Due to the new law, however, Collins and Burbank were charged with second-degree murder and manslaughter and Rankine was charged with manslaughter.
All three officers were acquitted on Dec. 21, 2023, by a mostly white jury, and the city of Tacoma paid them $500,000 each to resign. This outcome is considered "perverse" by Ellis' family and supporters.
Chester Earl, Salyers' cousin, feels the issue of white privilege played a major role in the verdict. He thinks the white jurors had no experience dealing with police racism and violence. He feels they probably believe the police are always right.
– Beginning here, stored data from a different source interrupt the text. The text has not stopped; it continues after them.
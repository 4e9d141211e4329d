//! In-memory collaborator implementations.
//!
//! [`MemoryGridPersistence`] behaves like a shared document database: clones
//! share one store, documents are kept serialized, writes are versioned, and
//! subscribers are notified after each successful write. Each store has an
//! `unavailable` switch to simulate backend outages.

use parking_lot::Mutex;
use std::collections::{BTreeMap, HashMap};
use std::sync::{Arc, Weak};

use super::{FacilityStore, GridPersistence, SnapshotCallback, Subscription, TaskStore};
use crate::error::PersistenceError;
use crate::grid::GridDocument;
use crate::models::{Facility, Task};

fn check_available(unavailable: bool) -> Result<(), PersistenceError> {
    if unavailable {
        Err(PersistenceError::Unavailable("store offline".into()))
    } else {
        Ok(())
    }
}

/// Task records held in memory.
#[derive(Debug, Clone, Default)]
pub struct MemoryTaskStore {
    tasks: BTreeMap<String, Task>,
    unavailable: bool,
}

impl MemoryTaskStore {
    /// Creates an empty store.
    pub fn new() -> Self {
        Self::default()
    }

    /// Creates a store holding `tasks`.
    pub fn with_tasks(tasks: impl IntoIterator<Item = Task>) -> Self {
        Self {
            tasks: tasks.into_iter().map(|t| (t.id.clone(), t)).collect(),
            unavailable: false,
        }
    }

    /// Makes every write fail with `Unavailable`.
    pub fn set_unavailable(&mut self, unavailable: bool) {
        self.unavailable = unavailable;
    }

    /// All tasks, by id.
    pub fn all(&self) -> impl Iterator<Item = &Task> {
        self.tasks.values()
    }

    /// Number of tasks.
    pub fn len(&self) -> usize {
        self.tasks.len()
    }

    /// Whether the store is empty.
    pub fn is_empty(&self) -> bool {
        self.tasks.is_empty()
    }
}

impl TaskStore for MemoryTaskStore {
    fn get(&self, task_id: &str) -> Option<Task> {
        self.tasks.get(task_id).cloned()
    }

    fn upsert(&mut self, task: Task) -> Result<(), PersistenceError> {
        check_available(self.unavailable)?;
        self.tasks.insert(task.id.clone(), task);
        Ok(())
    }

    fn remove(&mut self, task_id: &str) -> Result<Option<Task>, PersistenceError> {
        check_available(self.unavailable)?;
        Ok(self.tasks.remove(task_id))
    }

    fn list(&self, project_id: &str) -> Vec<Task> {
        self.tasks
            .values()
            .filter(|t| t.project_id == project_id)
            .cloned()
            .collect()
    }
}

/// Facility records held in memory.
#[derive(Debug, Clone, Default)]
pub struct MemoryFacilityStore {
    facilities: BTreeMap<String, Facility>,
    unavailable: bool,
}

impl MemoryFacilityStore {
    /// Creates an empty store.
    pub fn new() -> Self {
        Self::default()
    }

    /// Creates a store holding `facilities`.
    pub fn with_facilities(facilities: impl IntoIterator<Item = Facility>) -> Self {
        Self {
            facilities: facilities.into_iter().map(|f| (f.id.clone(), f)).collect(),
            unavailable: false,
        }
    }

    /// Makes every write fail with `Unavailable`.
    pub fn set_unavailable(&mut self, unavailable: bool) {
        self.unavailable = unavailable;
    }

    /// All facilities, by id.
    pub fn all(&self) -> impl Iterator<Item = &Facility> {
        self.facilities.values()
    }

    fn facility_mut(&mut self, facility_id: &str) -> Result<&mut Facility, PersistenceError> {
        check_available(self.unavailable)?;
        self.facilities
            .get_mut(facility_id)
            .ok_or_else(|| PersistenceError::NotFound(format!("facility {facility_id}")))
    }
}

impl FacilityStore for MemoryFacilityStore {
    fn get(&self, facility_id: &str) -> Option<Facility> {
        self.facilities.get(facility_id).cloned()
    }

    fn attach_task(&mut self, facility_id: &str, task_id: &str) -> Result<(), PersistenceError> {
        self.facility_mut(facility_id)?.attach_task(task_id);
        Ok(())
    }

    fn detach_task(&mut self, facility_id: &str, task_id: &str) -> Result<(), PersistenceError> {
        self.facility_mut(facility_id)?.detach_task(task_id);
        Ok(())
    }

    fn upsert(&mut self, facility: Facility) -> Result<(), PersistenceError> {
        check_available(self.unavailable)?;
        self.facilities.insert(facility.id.clone(), facility);
        Ok(())
    }

    fn remove(&mut self, facility_id: &str) -> Result<Option<Facility>, PersistenceError> {
        check_available(self.unavailable)?;
        Ok(self.facilities.remove(facility_id))
    }

    fn list(&self, workspace_id: &str) -> Vec<Facility> {
        let mut list: Vec<Facility> = self
            .facilities
            .values()
            .filter(|f| f.workspace_id == workspace_id)
            .cloned()
            .collect();
        list.sort_by_key(|f| f.index);
        list
    }
}

struct StoredDocument {
    version: u64,
    json: String,
}

#[derive(Default)]
struct Shared {
    documents: HashMap<String, StoredDocument>,
    subscribers: HashMap<String, Vec<(u64, SnapshotCallback)>>,
    next_subscriber: u64,
    unavailable: bool,
}

/// Versioned grid documents shared by every clone of the handle.
#[derive(Clone, Default)]
pub struct MemoryGridPersistence {
    shared: Arc<Mutex<Shared>>,
}

impl MemoryGridPersistence {
    /// Creates an empty store.
    pub fn new() -> Self {
        Self::default()
    }

    /// Makes every read and write fail with `Unavailable`.
    pub fn set_unavailable(&self, unavailable: bool) {
        self.shared.lock().unavailable = unavailable;
    }

    /// Stored version of a workspace document (0 = none).
    pub fn version(&self, workspace_id: &str) -> u64 {
        self.shared
            .lock()
            .documents
            .get(workspace_id)
            .map_or(0, |d| d.version)
    }

    /// Number of live subscriptions on a workspace.
    pub fn subscriber_count(&self, workspace_id: &str) -> usize {
        self.shared
            .lock()
            .subscribers
            .get(workspace_id)
            .map_or(0, Vec::len)
    }
}

impl std::fmt::Debug for MemoryGridPersistence {
    fn fmt(&self, f: &mut std::fmt::Formatter<'_>) -> std::fmt::Result {
        let shared = self.shared.lock();
        f.debug_struct("MemoryGridPersistence")
            .field("documents", &shared.documents.len())
            .field("unavailable", &shared.unavailable)
            .finish()
    }
}

impl GridPersistence for MemoryGridPersistence {
    fn load_snapshot(&self, workspace_id: &str) -> Result<Option<GridDocument>, PersistenceError> {
        let shared = self.shared.lock();
        check_available(shared.unavailable)?;
        match shared.documents.get(workspace_id) {
            None => Ok(None),
            Some(stored) => {
                let mut doc = GridDocument::from_json(&stored.json)?;
                doc.version = stored.version;
                Ok(Some(doc))
            }
        }
    }

    fn save_snapshot(&self, workspace_id: &str, document: &GridDocument) -> Result<u64, PersistenceError> {
        let (stored, listeners) = {
            let mut shared = self.shared.lock();
            check_available(shared.unavailable)?;

            let current = shared.documents.get(workspace_id).map_or(0, |d| d.version);
            if document.version != current {
                return Err(PersistenceError::VersionConflict {
                    workspace_id: workspace_id.to_string(),
                    expected: document.version,
                    actual: current,
                });
            }

            let mut stored = document.clone();
            stored.workspace_id = workspace_id.to_string();
            stored.version = current + 1;
            let json = stored.to_json()?;
            shared.documents.insert(
                workspace_id.to_string(),
                StoredDocument {
                    version: stored.version,
                    json,
                },
            );

            let listeners: Vec<SnapshotCallback> = shared
                .subscribers
                .get(workspace_id)
                .map(|subs| subs.iter().map(|(_, cb)| Arc::clone(cb)).collect())
                .unwrap_or_default();
            (stored, listeners)
        };

        tracing::debug!(
            workspace_id,
            version = stored.version,
            cells = stored.cells.len(),
            "stored grid snapshot"
        );
        for listener in listeners {
            listener(&stored);
        }
        Ok(stored.version)
    }

    fn subscribe(&self, workspace_id: &str, on_change: SnapshotCallback) -> Subscription {
        let id = {
            let mut shared = self.shared.lock();
            let id = shared.next_subscriber;
            shared.next_subscriber += 1;
            shared
                .subscribers
                .entry(workspace_id.to_string())
                .or_default()
                .push((id, on_change));
            id
        };

        let weak: Weak<Mutex<Shared>> = Arc::downgrade(&self.shared);
        let workspace_id = workspace_id.to_string();
        Subscription::new(move || {
            if let Some(shared) = weak.upgrade() {
                let mut shared = shared.lock();
                if let Some(subs) = shared.subscribers.get_mut(&workspace_id) {
                    subs.retain(|(sid, _)| *sid != id);
                }
            }
        })
    }
}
"You got to remember, all's we been able to do with 940 is give the prosecutors the opportunity to charge and convict and take them to court. We can't make prosecutors argue it in a certain way," he explains.
The fight for true police reform will likely take years and will require a major shift in how the public feels about the role of law enforcement in our society. Salyers' tragic murder, however, caused a major step in that direction, according to her uncle, James Rideout.
"What makes me most proud," he says, "is she brought the best out in me to do something that has never been done in the history of the United States, and that's to change this law for the protection of our future generations. And I thank her, and it'll be a lifetime before I can tell her, 'You changed our entire tribe and community forever, and you will always, always be remembered. We will never forget you. Your life mattered.'"
Frank Hopper wrote this article for Yes! Magazine.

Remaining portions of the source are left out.